[Entries supplied]
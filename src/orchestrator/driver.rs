//! LifecycleDriver - one detection/approval/regeneration cycle for a codebase

use super::collaborators::{
    ArtifactBuilder, ArtifactGenerator, ArtifactRunner, BuildOutcome, GeneratedArtifact,
    GenerationRequest,
};
use crate::approval::{format_approval_summary, ApprovalGate};
use crate::detector::{known_languages, staleness_since, ObsolescenceDetector, ObsolescenceResult};
use crate::error::{LifecycleError, LifecycleResult};
use crate::models::{
    ApprovalDecision, ApprovalRequest, ApprovalResult, LifecycleConfig, MetricSnapshot,
    MetricsComparison, RiskLevel, VersionMetadata,
};
use crate::registry::{workspace, VersionRegistry};
use crate::state::{fsops, CodebaseLock, MetricsStore, StorageLayout};
use anyhow::{Context, Result};
use std::future::Future;
use std::path::{Path, PathBuf};
use std::time::Duration;

/// Input for one cycle
#[derive(Debug, Clone)]
pub struct CycleInput {
    /// Telemetry from the run that just finished
    pub snapshot: MetricSnapshot,
    /// Target codebase the artifact documents
    pub target_path: PathBuf,
    /// Whether a reviewer can be asked right now
    pub interactive: bool,
}

/// What the cycle ended up doing
#[derive(Debug, Clone)]
pub enum CycleOutcome {
    /// Nothing to do: first run, fresh, or suppressed
    NoAction,
    /// Regeneration deferred to an out-of-band reviewer
    AwaitingReview,
    Rejected,
    /// A new version was registered, activated and materialized
    Regenerated { version: VersionMetadata },
    /// Generated source did not build; kept as a failed version
    BuildFailed { version: VersionMetadata, output: String },
    /// Built artifact failed its validation run; kept as a failed version
    ValidationFailed { version: VersionMetadata, output: String },
}

#[derive(Debug, Clone)]
pub struct CycleReport {
    pub detection: ObsolescenceResult,
    pub request: Option<ApprovalRequest>,
    pub approval: Option<ApprovalResult>,
    pub outcome: CycleOutcome,
}

impl CycleReport {
    /// Surface validation failures as an error for callers that want one
    pub fn validation_error(&self) -> Option<LifecycleError> {
        match &self.outcome {
            CycleOutcome::BuildFailed { version, output }
            | CycleOutcome::ValidationFailed { version, output } => {
                Some(LifecycleError::ValidationFailure(format!(
                    "version {}: {}",
                    version.version, output
                )))
            }
            _ => None,
        }
    }
}

/// Drives detection, approval and regeneration for a single codebase
pub struct LifecycleDriver {
    config: LifecycleConfig,
    layout: StorageLayout,
    detector: ObsolescenceDetector,
    gate: ApprovalGate,
    generator: Box<dyn ArtifactGenerator>,
    builder: Box<dyn ArtifactBuilder>,
    runner: Box<dyn ArtifactRunner>,
}

impl LifecycleDriver {
    pub fn new(
        config: LifecycleConfig,
        codebase: &str,
        gate: ApprovalGate,
        generator: Box<dyn ArtifactGenerator>,
        builder: Box<dyn ArtifactBuilder>,
        runner: Box<dyn ArtifactRunner>,
    ) -> LifecycleResult<Self> {
        config.validate()?;
        let layout = StorageLayout::from_config(&config.storage, codebase)?;
        let detector = ObsolescenceDetector::new(config.thresholds.clone())?;
        Ok(Self {
            config,
            layout,
            detector,
            gate,
            generator,
            builder,
            runner,
        })
    }

    pub fn layout(&self) -> &StorageLayout {
        &self.layout
    }

    /// Run one full cycle under the codebase lock
    pub async fn run_cycle(&mut self, input: CycleInput) -> Result<CycleReport> {
        let _lock = CodebaseLock::acquire_async(&self.layout).await?;

        let store = MetricsStore::new(&self.layout);
        let previous = store.load();

        let mut snapshot = input.snapshot;
        snapshot.codebase = self.layout.codebase().to_string();
        snapshot.staleness = staleness_since(previous.as_ref(), snapshot.captured_at);
        snapshot.changes.known_languages = known_languages(&snapshot, previous.as_ref());

        let mut registry = VersionRegistry::open(self.layout.clone())?;
        let last_regeneration = registry.active_version().map(|v| v.created_at);

        let detection = self
            .detector
            .detect(&snapshot, previous.as_ref(), last_regeneration);
        tracing::info!(
            codebase = self.layout.codebase(),
            obsolete = detection.is_obsolete,
            regenerate = detection.should_regenerate,
            reasons = ?detection.reasons,
            "obsolescence check"
        );

        if !detection.should_regenerate {
            store.save(&snapshot)?;
            return Ok(CycleReport {
                detection,
                request: None,
                approval: None,
                outcome: CycleOutcome::NoAction,
            });
        }

        let request = build_request(&detection, &snapshot, previous.as_ref(), &registry);
        let approval = self.gate.request_approval(&request, input.interactive);
        tracing::info!(
            codebase = self.layout.codebase(),
            "{}",
            format_approval_summary(&request, &approval)
        );

        let outcome = match approval.decision {
            ApprovalDecision::NeedsReview => CycleOutcome::AwaitingReview,
            ApprovalDecision::Rejected => CycleOutcome::Rejected,
            ApprovalDecision::Approved => {
                self.regenerate(&mut registry, &detection, &approval, &input.target_path)
                    .await?
            }
        };

        store.save(&snapshot)?;
        Ok(CycleReport {
            detection,
            request: Some(request),
            approval: Some(approval),
            outcome,
        })
    }

    async fn regenerate(
        &self,
        registry: &mut VersionRegistry,
        detection: &ObsolescenceResult,
        approval: &ApprovalResult,
        target_path: &Path,
    ) -> Result<CycleOutcome> {
        let limit = self.config.commands.timeout();
        let scratch = tempfile::Builder::new()
            .prefix(".generate-")
            .tempdir_in(self.layout.codebase_dir())
            .context("Failed to create generation scratch directory")?;
        let output_dir = scratch.path().join("generated");
        std::fs::create_dir_all(&output_dir)?;

        let generation = GenerationRequest {
            codebase: self.layout.codebase().to_string(),
            target_path: target_path.to_path_buf(),
            output_dir,
            reasons: detection.reasons.clone(),
            parameters: approval.modifications.clone().unwrap_or_default(),
            base_version: registry.active_version().map(|v| v.version),
        };

        let GeneratedArtifact {
            source_tree,
            provenance,
        } = with_timeout("generate", limit, self.generator.generate(&generation)).await??;

        // Keep the tree as generated, before build output lands in it
        let pristine = scratch.path().join("pristine");
        fsops::copy_dir_all(&source_tree, &pristine)?;

        let executable = match with_timeout("build", limit, self.builder.build(&source_tree))
            .await??
        {
            BuildOutcome::Built { executable } => executable,
            BuildOutcome::Failed { output } => {
                let version = registry.record_failed_version(
                    &pristine,
                    None,
                    provenance,
                    Some(format!("Build failed: {}", output)),
                )?;
                return Ok(CycleOutcome::BuildFailed { version, output });
            }
        };

        let run = with_timeout(
            "validation run",
            limit,
            self.runner.run(&executable, target_path),
        )
        .await??;

        if !run.success {
            let version = registry.record_failed_version(
                &pristine,
                Some(&executable),
                provenance,
                Some(format!("Validation failed: {}", run.output)),
            )?;
            return Ok(CycleOutcome::ValidationFailed {
                version,
                output: run.output,
            });
        }

        let notes = format!("Regenerated: {}", detection.reasons.join("; "));
        let version = registry.register_version(
            &pristine,
            Some(&executable),
            provenance,
            true,
            Some(notes),
        )?;
        workspace::materialize(&version, registry.layout())?;

        Ok(CycleOutcome::Regenerated { version })
    }
}

/// Assemble the approval request for an obsolete verdict
pub fn build_request(
    detection: &ObsolescenceResult,
    current: &MetricSnapshot,
    previous: Option<&MetricSnapshot>,
    registry: &VersionRegistry,
) -> ApprovalRequest {
    let risk_level = RiskLevel::assess(&detection.reasons, current, previous);
    let current_version = registry.active_version().map(|v| v.version);

    let mut changes_summary = format!(
        "{} changed, {} added, {} deleted",
        current.changes.files_changed, current.changes.files_added, current.changes.files_deleted
    );
    if !current.changes.new_languages.is_empty() {
        changes_summary.push_str(&format!(
            "; new languages: {}",
            current.changes.new_languages.join(", ")
        ));
    }
    if !current.patterns.new_patterns.is_empty() {
        changes_summary.push_str(&format!(
            "; new patterns: {}",
            current.patterns.new_patterns.join(", ")
        ));
    }

    ApprovalRequest {
        current_version,
        proposed_version: registry.get_next_version(),
        reason: detection.reasons.join("; "),
        changes_summary,
        metrics_comparison: previous.map(|p| MetricsComparison::between(p, current)),
        risk_level,
        // Only when an active version exists to roll back to
        auto_approve: current_version.is_some(),
    }
}

async fn with_timeout<F, T>(step: &str, limit: Duration, future: F) -> LifecycleResult<T>
where
    F: Future<Output = T>,
{
    tokio::time::timeout(limit, future)
        .await
        .map_err(|_| LifecycleError::Timeout {
            step: step.to_string(),
            limit,
        })
}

[The task] From the first line of the data above through the line containing "pub fn validation_error(&self)", set each line down again exactly; include both ends and omit everything else.

[Result of this task]
filename src/orchestrator/driver.rs
//! LifecycleDriver - one detection/approval/regeneration cycle for a codebase

use super::collaborators::{
    ArtifactBuilder, ArtifactGenerator, ArtifactRunner, BuildOutcome, GeneratedArtifact,
    GenerationRequest,
};
use crate::approval::{format_approval_summary, ApprovalGate};
use crate::detector::{known_languages, staleness_since, ObsolescenceDetector, ObsolescenceResult};
use crate::error::{LifecycleError, LifecycleResult};
use crate::models::{
    ApprovalDecision, ApprovalRequest, ApprovalResult, LifecycleConfig, MetricSnapshot,
    MetricsComparison, RiskLevel, VersionMetadata,
};
use crate::registry::{workspace, VersionRegistry};
use crate::state::{fsops, CodebaseLock, MetricsStore, StorageLayout};
use anyhow::{Context, Result};
use std::future::Future;
use std::path::{Path, PathBuf};
use std::time::Duration;

/// Input for one cycle
#[derive(Debug, Clone)]
pub struct CycleInput {
    /// Telemetry from the run that just finished
    pub snapshot: MetricSnapshot,
    /// Target codebase the artifact documents
    pub target_path: PathBuf,
    /// Whether a reviewer can be asked right now
    pub interactive: bool,
}

/// What the cycle ended up doing
#[derive(Debug, Clone)]
pub enum CycleOutcome {
    /// Nothing to do: first run, fresh, or suppressed
    NoAction,
    /// Regeneration deferred to an out-of-band reviewer
    AwaitingReview,
    Rejected,
    /// A new version was registered, activated and materialized
    Regenerated { version: VersionMetadata },
    /// Generated source did not build; kept as a failed version
    BuildFailed { version: VersionMetadata, output: String },
    /// Built artifact failed its validation run; kept as a failed version
    ValidationFailed { version: VersionMetadata, output: String },
}

#[derive(Debug, Clone)]
pub struct CycleReport {
    pub detection: ObsolescenceResult,
    pub request: Option<ApprovalRequest>,
    pub approval: Option<ApprovalResult>,
    pub outcome: CycleOutcome,
}

impl CycleReport {
    /// Surface validation failures as an error for callers that want one
    pub fn validation_error(&self) -> Option<LifecycleError> {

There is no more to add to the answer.